Question time each sitting-day consists of 12 kick-off questions to ministers (primary questions); each one opening up a topic for further interrogation.

 

Primary questions are shared out proportionally by how many MPs each party has that aren’t members of ‘the executive’.  The opposition gets most of the primary questions because nearly half the MPs on the governing side of the House are in the Cabinet, and so aren’t counted as non-executive MPs.  

 

It’s these primary questions that the Green Party are gifting to the National Party.

 

Supplementary Questions

Each primary question can be followed up with supplementary questions, divvied up proportionally by the same method. These questions are under the control of the Speaker, who like an old-world deity, can giveth and can taketh away.  The Greens are keeping hold of their supplementaries.
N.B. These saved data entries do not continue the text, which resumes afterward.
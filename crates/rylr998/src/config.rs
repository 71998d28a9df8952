//! Driver configuration.
//!
//! All fields have defaults matching the module's factory behavior, so a
//! YAML file only needs to name what it changes:
//!
//! ```yaml
//! command_timeout_ms: 300
//! queue_capacity: 16
//! ```

use std::path::Path;
use std::time::Duration;

use rylr998_protocol::DEFAULT_BAUD_RATE;
use serde::{Deserialize, Serialize};
use thiserror::Error;

/// Errors loading a configuration file.
#[derive(Debug, Error)]
pub enum ConfigError {
    #[error("failed to read config file: {0}")]
    Io(#[from] std::io::Error),

    #[error("failed to parse config: {0}")]
    Parse(#[from] serde_yaml::Error),
}

/// Timing and buffering settings for a [`RadioDriver`](crate::RadioDriver).
#[derive(Debug, Clone, PartialEq, Eq, Serialize, Deserialize)]
#[serde(default)]
pub struct DriverConfig {
    /// Reply timeout for configuration commands.
    pub command_timeout_ms: u64,
    /// Timeout used while polling for inbound packets.
    pub receive_timeout_ms: u64,
    /// Number of `AT` probes sent by the liveness check.
    pub liveness_attempts: u32,
    /// Maximum number of buffered packets; the oldest is dropped when full.
    /// Zero means unbounded.
    pub queue_capacity: usize,
    /// How long the reset line is held low by a hardware reset.
    pub reset_pulse_ms: u64,
    /// Settling time after releasing the reset line at construction.
    pub reset_settle_ms: u64,
    /// UART baud rate used when opening a serial transport.
    pub baud_rate: u32,
}

impl Default for DriverConfig {
    fn default() -> Self {
        DriverConfig {
            command_timeout_ms: 500,
            receive_timeout_ms: 800,
            liveness_attempts: 5,
            queue_capacity: 64,
            reset_pulse_ms: 100,
            reset_settle_ms: 200,
            baud_rate: DEFAULT_BAUD_RATE,
        }
    }
}

impl DriverConfig {
    /// Parse a configuration from YAML text.
    pub fn from_yaml_str(text: &str) -> Result<Self, ConfigError> {
        Ok(serde_yaml::from_str(text)?)
    }

    /// Load a configuration from a YAML file.
    pub fn load(path: impl AsRef<Path>) -> Result<Self, ConfigError> {
        let text = std::fs::read_to_string(path)?;
        Self::from_yaml_str(&text)
    }

    pub fn command_timeout(&self) -> Duration {
        Duration::from_millis(self.command_timeout_ms)
    }

    pub fn receive_timeout(&self) -> Duration {
        Duration::from_millis(self.receive_timeout_ms)
    }

    pub fn reset_pulse(&self) -> Duration {
        Duration::from_millis(self.reset_pulse_ms)
    }

    pub fn reset_settle(&self) -> Duration {
        Duration::from_millis(self.reset_settle_ms)
    }
}

#[cfg(test)]
mod tests {
    use super::*;

    #[test]
    fn test_defaults() {
        let config = DriverConfig::default();
        assert_eq!(config.command_timeout(), Duration::from_millis(500));
        assert_eq!(config.receive_timeout(), Duration::from_millis(800));
        assert_eq!(config.liveness_attempts, 5);
        assert_eq!(config.baud_rate, 115200);
    }

    #[test]
    fn test_partial_yaml_keeps_defaults() {
        let config = DriverConfig::from_yaml_str("command_timeout_ms: 50\nqueue_capacity: 4\n").unwrap();
        assert_eq!(config.command_timeout_ms, 50);
        assert_eq!(config.queue_capacity, 4);
        assert_eq!(config.receive_timeout_ms, 800);
    }

    #[test]
    fn test_invalid_yaml() {
        let err = DriverConfig::from_yaml_str("command_timeout_ms: soon").unwrap_err();
        assert!(matches!(err, ConfigError::Parse(_)));
    }

    #[test]
    fn test_load_missing_file() {
        let err = DriverConfig::load("/nonexistent/rylr998.yaml").unwrap_err();
        assert!(matches!(err, ConfigError::Io(_)));
    }
}
//! Command/reply engine.
//!
//! The protocol allows one command in flight. [`CommandChannel`] owns the
//! transport behind a single mutex; every exchange, and every notification
//! drain, happens while holding it. The lock guard is scoped to the call, so
//! it is released on every return path, including errors.
//!
//! While waiting for a reply the channel decodes frames as they arrive and
//! passes each one through the [`OobDispatcher`] first. A `+RCV` arriving
//! between a command and its `+OK` is therefore queued, not mistaken for
//! the reply and not lost.

use std::io;
use std::ops::{Deref, DerefMut};
use std::time::{Duration, Instant};

use parking_lot::{Mutex, MutexGuard};
use rylr998_protocol::{Command, Frame, LineCodec, Response};
use tracing::{trace, warn};

use crate::error::{DriverError, Result};
use crate::oob::OobDispatcher;
use crate::transport::Transport;

/// Size of the scratch buffer for one transport read.
const READ_CHUNK: usize = 256;

/// Longest single wait handed to the transport.
const MAX_READ_WAIT: Duration = Duration::from_secs(1);

/// When `timeout` from now expires, or `None` if that is too far away to
/// represent, in which case there is no deadline.
pub(crate) fn deadline_after(timeout: Duration) -> Option<Instant> {
    Instant::now().checked_add(timeout)
}

/// Whether `deadline` has passed at `now`.
pub(crate) fn expired(deadline: Option<Instant>, now: Instant) -> bool {
    deadline.is_some_and(|deadline| now >= deadline)
}

/// How long the next read may wait.
pub(crate) fn read_wait(deadline: Option<Instant>, now: Instant) -> Duration {
    deadline.map_or(MAX_READ_WAIT, |deadline| {
        deadline.saturating_duration_since(now).min(MAX_READ_WAIT)
    })
}

/// A transport paired with the codec that splits its bytes into frames.
pub struct FrameStream<T> {
    transport: T,
    codec: LineCodec,
    scratch: [u8; READ_CHUNK],
}

impl<T: Transport> FrameStream<T> {
    pub fn new(transport: T) -> Self {
        FrameStream {
            transport,
            codec: LineCodec::new(),
            scratch: [0; READ_CHUNK],
        }
    }

    /// Next complete frame from already received bytes.
    pub fn next_frame(&mut self) -> Option<Frame> {
        self.codec.decode()
    }

    /// Read once from the transport, waiting up to `timeout`.
    ///
    /// Returns the number of bytes added to the codec buffer.
    pub fn fill(&mut self, timeout: Duration) -> io::Result<usize> {
        let n = self.transport.read(&mut self.scratch, timeout)?;
        if n > 0 {
            trace!("<- {:?}", String::from_utf8_lossy(&self.scratch[..n]));
            self.codec.push(&self.scratch[..n]);
        }
        Ok(n)
    }

    /// Whether part of a frame is buffered.
    pub fn has_partial(&self) -> bool {
        !self.codec.is_empty()
    }

    /// Drop a partially received frame.
    pub fn discard_partial(&mut self) {
        if self.has_partial() {
            warn!(
                "discarding {} bytes of incomplete frame: {:?}",
                self.codec.buffered_len(),
                self.codec.buffer_as_str()
            );
            self.codec.clear();
        }
    }

    pub fn write(&mut self, data: &[u8]) -> io::Result<()> {
        self.transport.write_all(data)
    }

    /// Discard everything received but not yet decoded.
    pub fn flush(&mut self) -> io::Result<()> {
        self.transport.clear_input()?;
        self.codec.clear();
        Ok(())
    }
}

/// State protected by the channel lock.
pub struct ChannelState<T> {
    stream: FrameStream<T>,
    oob: OobDispatcher,
    /// Timeout applied to the next exchange.
    timeout: Duration,
}

/// Restores the channel timeout when dropped.
pub struct ScopedTimeout<'a, T> {
    state: &'a mut ChannelState<T>,
    previous: Duration,
}

impl<T> Deref for ScopedTimeout<'_, T> {
    type Target = ChannelState<T>;

    fn deref(&self) -> &ChannelState<T> {
        &*self.state
    }
}

impl<T> DerefMut for ScopedTimeout<'_, T> {
    fn deref_mut(&mut self) -> &mut ChannelState<T> {
        &mut *self.state
    }
}

impl<T> Drop for ScopedTimeout<'_, T> {
    fn drop(&mut self) {
        self.state.timeout = self.previous;
    }
}

impl<T: Transport> ChannelState<T> {
    /// Send `command` and wait for the reply it expects.
    ///
    /// Notifications received meanwhile are dispatched, other lines are
    /// skipped. A reply with the expected tag that fails to parse ends the
    /// exchange with [`DriverError::PatternMismatch`]. Bytes of an incomplete
    /// frame left at the deadline are discarded.
    pub fn execute(&mut self, command: &Command) -> Result<Response> {
        let expect = command.expected();
        trace!("-> {}", command);
        self.stream.write(&command.encode())?;

        let deadline = deadline_after(self.timeout);
        loop {
            while let Some(frame) = self.stream.next_frame() {
                let Some(frame) = self.oob.dispatch(frame) else {
                    continue;
                };
                match expect.check(&frame) {
                    Some(Ok(response)) => return Ok(response),
                    Some(Err(source)) => {
                        return Err(DriverError::PatternMismatch {
                            command: command.to_command_string(),
                            source,
                        })
                    }
                    None => trace!("skipping {:?} while waiting for {}", frame, expect),
                }
            }

            let now = Instant::now();
            if expired(deadline, now) {
                self.stream.discard_partial();
                warn!("no {} reply to {} within {:?}", expect, command, self.timeout);
                return Err(DriverError::Timeout {
                    command: command.to_command_string(),
                });
            }
            self.stream.fill(read_wait(deadline, now))?;
        }
    }

    /// Dispatch pending notifications; see [`OobDispatcher::drain_pending`].
    pub fn drain_pending(&mut self, timeout: Duration, exhaustive: bool) -> Result<usize> {
        let mut scoped = self.override_timeout(timeout);
        let state = &mut *scoped;
        state.oob.drain_pending(&mut state.stream, state.timeout, exhaustive)
    }

    /// Use `timeout` until the returned guard is dropped.
    pub fn override_timeout(&mut self, timeout: Duration) -> ScopedTimeout<'_, T> {
        let previous = self.timeout;
        self.timeout = timeout;
        ScopedTimeout {
            state: self,
            previous,
        }
    }

    /// Timeout applied to the next exchange.
    pub fn timeout(&self) -> Duration {
        self.timeout
    }

    /// Change the timeout used by subsequent exchanges.
    pub fn set_timeout(&mut self, timeout: Duration) {
        self.timeout = timeout;
    }

    pub fn oob(&self) -> &OobDispatcher {
        &self.oob
    }

    pub fn oob_mut(&mut self) -> &mut OobDispatcher {
        &mut self.oob
    }

    /// Discard received input.
    pub fn flush(&mut self) -> Result<()> {
        Ok(self.stream.flush()?)
    }
}

/// Serializes commands to the module.
pub struct CommandChannel<T> {
    state: Mutex<ChannelState<T>>,
}

impl<T: Transport> CommandChannel<T> {
    /// Create a channel with the given default reply timeout.
    pub fn new(transport: T, timeout: Duration, queue_capacity: usize) -> Self {
        CommandChannel {
            state: Mutex::new(ChannelState {
                stream: FrameStream::new(transport),
                oob: OobDispatcher::new(queue_capacity),
                timeout,
            }),
        }
    }

    /// Take exclusive ownership of the channel for several operations.
    pub fn lock(&self) -> MutexGuard<'_, ChannelState<T>> {
        self.state.lock()
    }

    /// Run one command/reply exchange.
    pub fn execute(&self, command: &Command) -> Result<Response> {
        self.lock().execute(command)
    }

    /// Dispatch pending notifications.
    pub fn drain_pending(&self, timeout: Duration, exhaustive: bool) -> Result<usize> {
        self.lock().drain_pending(timeout, exhaustive)
    }

    pub fn set_timeout(&self, timeout: Duration) {
        self.lock().set_timeout(timeout);
    }

    pub fn flush(&self) -> Result<()> {
        self.lock().flush()
    }
}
The Speaker of the House Trevor Mallard  21 Feb 2018

The Speaker, Trevor Mallard, making a ruling Photo: VNP / Daniela Maoate-Cox

 

The Point of Question Time - Branch v Branch

Asking question is not just a political exercise where parties score points against each other; it’s a significant aspect of the ‘checks and balances’ of New Zealand’s democratic structure.

 

The point of both written and oral questions in Parliament is that the Executive gets held to account by the Legislature. This is where one branch of government gets to grill a different branch of government.

 

Legislature, Parliament, Government, Executive, Cabinet - just how many branches of Government are there?
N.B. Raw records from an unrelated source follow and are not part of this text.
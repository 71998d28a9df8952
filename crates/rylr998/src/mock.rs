//! Scripted in-memory transport for deterministic tests.
//!
//! [`MockTransport`] is handed to the driver while the paired [`MockHandle`]
//! stays with the test. The handle scripts replies, injects unsolicited
//! bytes, and inspects what was written.
//!
//! # Example
//!
//! ```
//! use rylr998::mock::MockTransport;
//! use rylr998::{DriverConfig, RadioDriver};
//!
//! let (transport, handle) = MockTransport::new();
//! handle.expect(b"AT+ADDRESS?\r\n", b"+ADDRESS=120\r\n");
//!
//! let radio = RadioDriver::new(transport, DriverConfig::default());
//! assert_eq!(radio.get_address().unwrap(), 120);
//! ```

use std::collections::VecDeque;
use std::io;
use std::sync::Arc;
use std::time::Duration;

use parking_lot::Mutex;

use crate::transport::Transport;

/// Something that crossed the mock transport, in order.
#[derive(Debug, Clone, PartialEq, Eq)]
pub enum MockEvent {
    /// Bytes written by the driver.
    Write(Vec<u8>),
    /// Bytes handed to the driver by one `read()` call.
    Read(Vec<u8>),
}

#[derive(Debug)]
struct MockState {
    /// Bytes waiting to be read by the driver.
    rx: VecDeque<u8>,
    /// Ordered one-shot request/response pairs.
    expectations: VecDeque<(Vec<u8>, Vec<u8>)>,
    /// Persistent replies, matched when no expectation applies.
    replies: Vec<(Vec<u8>, Vec<u8>)>,
    events: Vec<MockEvent>,
    /// Maximum bytes returned by one `read()`.
    chunk_size: usize,
    failed: bool,
}

/// The driver side of the mock.
#[derive(Debug)]
pub struct MockTransport {
    state: Arc<Mutex<MockState>>,
}

/// The test side of the mock.
#[derive(Debug, Clone)]
pub struct MockHandle {
    state: Arc<Mutex<MockState>>,
}

impl MockTransport {
    /// Create a connected transport/handle pair.
    pub fn new() -> (MockTransport, MockHandle) {
        let state = Arc::new(Mutex::new(MockState {
            rx: VecDeque::new(),
            expectations: VecDeque::new(),
            replies: Vec::new(),
            events: Vec::new(),
            chunk_size: usize::MAX,
            failed: false,
        }));
        (
            MockTransport {
                state: state.clone(),
            },
            MockHandle { state },
        )
    }
}

impl MockHandle {
    /// Queue a one-shot reply.
    ///
    /// When the next unmatched write equals `request`, `response` becomes
    /// readable.
    pub fn expect(&self, request: &[u8], response: &[u8]) {
        self.state
            .lock()
            .expectations
            .push_back((request.to_vec(), response.to_vec()));
    }

    /// Reply with `response` every time `request` is written.
    pub fn reply_to(&self, request: &[u8], response: &[u8]) {
        self.state
            .lock()
            .replies
            .push((request.to_vec(), response.to_vec()));
    }

    /// Make unsolicited bytes readable.
    pub fn inject(&self, data: &[u8]) {
        self.state.lock().rx.extend(data.iter().copied());
    }

    /// Limit how many bytes one `read()` returns, to exercise reassembly.
    pub fn set_chunk_size(&self, size: usize) {
        self.state.lock().chunk_size = size.max(1);
    }

    /// Make every subsequent transport call fail.
    pub fn set_failed(&self, failed: bool) {
        self.state.lock().failed = failed;
    }

    /// All writes, in order.
    pub fn written(&self) -> Vec<Vec<u8>> {
        self.state
            .lock()
            .events
            .iter()
            .filter_map(|e| match e {
                MockEvent::Write(data) => Some(data.clone()),
                MockEvent::Read(_) => None,
            })
            .collect()
    }

    /// All writes and non-empty reads, in order.
    pub fn events(&self) -> Vec<MockEvent> {
        self.state.lock().events.clone()
    }

    /// Bytes injected or scripted but not yet read.
    pub fn pending_input(&self) -> usize {
        self.state.lock().rx.len()
    }

    /// One-shot expectations not yet consumed.
    pub fn remaining_expectations(&self) -> usize {
        self.state.lock().expectations.len()
    }
}

fn broken() -> io::Error {
    io::Error::new(io::ErrorKind::BrokenPipe, "mock transport failed")
}

impl Transport for MockTransport {
    fn write_all(&mut self, data: &[u8]) -> io::Result<()> {
        let mut state = self.state.lock();
        if state.failed {
            return Err(broken());
        }

        state.events.push(MockEvent::Write(data.to_vec()));

        let matches_front = state
            .expectations
            .front()
            .is_some_and(|(request, _)| request.as_slice() == data);
        let response = if matches_front {
            state.expectations.pop_front().map(|(_, response)| response)
        } else {
            state
                .replies
                .iter()
                .find(|(request, _)| request.as_slice() == data)
                .map(|(_, response)| response.clone())
        };

        if let Some(response) = response {
            state.rx.extend(response);
        }
        Ok(())
    }

    fn read(&mut self, buf: &mut [u8], timeout: Duration) -> io::Result<usize> {
        {
            let state = self.state.lock();
            if state.failed {
                return Err(broken());
            }
            if state.rx.is_empty() {
                if timeout.is_zero() {
                    return Ok(0);
                }
                drop(state);
                std::thread::sleep(timeout.min(Duration::from_millis(1)));
            }
        }

        let mut state = self.state.lock();
        let n = state.rx.len().min(buf.len()).min(state.chunk_size);
        if n == 0 {
            return Ok(0);
        }
        for (slot, byte) in buf.iter_mut().zip(state.rx.drain(..n)) {
            *slot = byte;
        }
        state.events.push(MockEvent::Read(buf[..n].to_vec()));
        Ok(n)
    }

    fn clear_input(&mut self) -> io::Result<()> {
        let mut state = self.state.lock();
        if state.failed {
            return Err(broken());
        }
        state.rx.clear();
        Ok(())
    }
}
In New Zealand’s system there are just three branches of Government: the Executive, the Legislature and the Judiciary. But we’re ignoring the Judiciary here.

 

We’re talking about the Executive (which is the Government), and the Legislature (which is the House of Representatives). The House of Representatives is usually referred to as Parliament - but strictly speaking Parliament is the House plus the Governor General).

 

The tricky bit is that the Executive is a subset of the House of Representatives. While the Legislature is the House of Representatives. Confused yet?

 

So during question time the one House splits into two branches of Government - and one of them attempts to nail the other to the wall.

 

Prime Minister Jacinda Ardern

Prime Minister Jacinda Ardern Photo: VNP / Daniela Maoate-Cox

 

Not every Government MP is in the Government

The important thing is that not every Labour, New Zealand First or Green MPs is part of the Government. Only the Ministers are members of the Executive or Government.

 

The other MPs, the so-called back-benchers, are only members of the Legislature - just like the opposition.

 

And one job of the Legislature is to act as a check on the Executive.  So, strictly speaking, the questions allocated to Labour, New Zealand First or to the Greens needn’t be easy patsy questions, or as the Speaker calls them Donkey Drops, soft balls waiting to be hit out of the park. They could be tough, searching inquiries.

 

The reality

Asking tough questions of your party’s coalition partners might help a small party differentiate themselves. But, asking tough questions is not a recipe for stable government. Hence the long-standing tradition of patsies.

 

Hence the Green Party deciding to ditch the whole idea and just let someone else from the Legislature play tough guy with the Executive.